Fast growing aircraft lessor AviLease expects to slow its rate of growth this year and take a cautious approach to acquisitions following last year's $3.6 billion deal with Standard Chartered, its chief executive said on Wednesday.

Saudi Public Investment Fund (PIF)-backed AviLease agreed to buy StanChart's global aviation finance leasing unit comprising more than 120 aircraft last August, just over a year after the $700 billion sovereign wealth fund launched the new lessor.

AviLease Chief Executive Ted O'Byrne said on Wednesday that the deal accelerated by two years its ambitions to become a top-10 global lessor by 2030.

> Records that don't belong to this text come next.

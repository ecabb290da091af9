//! Global Tokio runtime for the command-line front end
//!
//! Recording sessions and playback sync spawn their worker and polling tasks
//! on Tokio. The CLI entry point stays synchronous and drives them through
//! this lazily built runtime.

use std::future::Future;
use std::sync::OnceLock;
use tokio::runtime::Runtime;

static TOKIO_RUNTIME: OnceLock<Runtime> = OnceLock::new();

/// Initialize the global Tokio runtime. Call this during startup.
pub fn init() -> std::io::Result<()> {
    if TOKIO_RUNTIME.get().is_some() {
        return Ok(());
    }
    let runtime = tokio::runtime::Builder::new_multi_thread()
        .worker_threads(2)
        .thread_name("wavenote-worker")
        .enable_all()
        .build()?;
    // A concurrent init may have won; either runtime is equivalent
    let _ = TOKIO_RUNTIME.set(runtime);
    Ok(())
}

/// Run a future to completion on the global runtime
pub fn block_on<F: Future>(future: F) -> std::io::Result<F::Output> {
    init()?;
    match TOKIO_RUNTIME.get() {
        Some(runtime) => Ok(runtime.block_on(future)),
        None => Err(std::io::Error::new(
            std::io::ErrorKind::Other,
            "Tokio runtime not initialized",
        )),
    }
}
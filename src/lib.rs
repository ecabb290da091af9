//! Wavenote - a voice recorder that keeps a waveform next to every recording
//!
//! The engine turns raw PCM capture chunks into a bounded amplitude
//! waveform, persists it as a JSON sidecar beside the audio file, and keeps a
//! playback progress ratio in step with an audio player.

pub mod audio;
pub mod error;
pub mod models;
pub mod render;
pub mod session;
pub mod settings;
pub mod state;
pub mod sync;
pub mod waveform;

pub use error::{CaptureError, DecodeError, PlayerError, SessionError, StoreError};
pub use models::{PlaybackState, Recording};
pub use session::{FinishedRecording, RecordingSession};
pub use sync::{PlaybackEvent, PlaybackSync};
pub use waveform::{Waveform, WaveformBuffer, WaveformStore, MAX_POINTS};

"We're not trying to grow for the sake of growing. This year we expect to, I won't say take a pause, but slow the growth, the glide path, so that we can consolidate the operation," Ted O'Byrne told the Airline Economics conference in Dublin.

O'Byrne said he also sees a long-term deal with a planemaker to buy new aircraft as an "essential" part of its strategy but would take its time doing so.

"I think we need to be extremely patient right now. I think both Airbus and Boeing have other matters to focus on," O'Byrne said, referring to their production difficulties.

"Having said that, we would like to have a deal done but we will take the time that we need to take. I'm not going to queue at the chalet in Farnborough (annual airshow) to do a deal."

He described the degree of concentration in the planemakers' order book with very few airlines as "worrying" and posed a structural risk to the industry where smaller carriers unable to buy aircraft faced very high lease rates or having to rely on used, inefficient aircraft.

"That's going to suck out a lot of the capacity so I think that is not good and I think the OEMs (original equipment manufacturers) need to recognise that their own commercial policy is creating a risk in our industry overall," he said.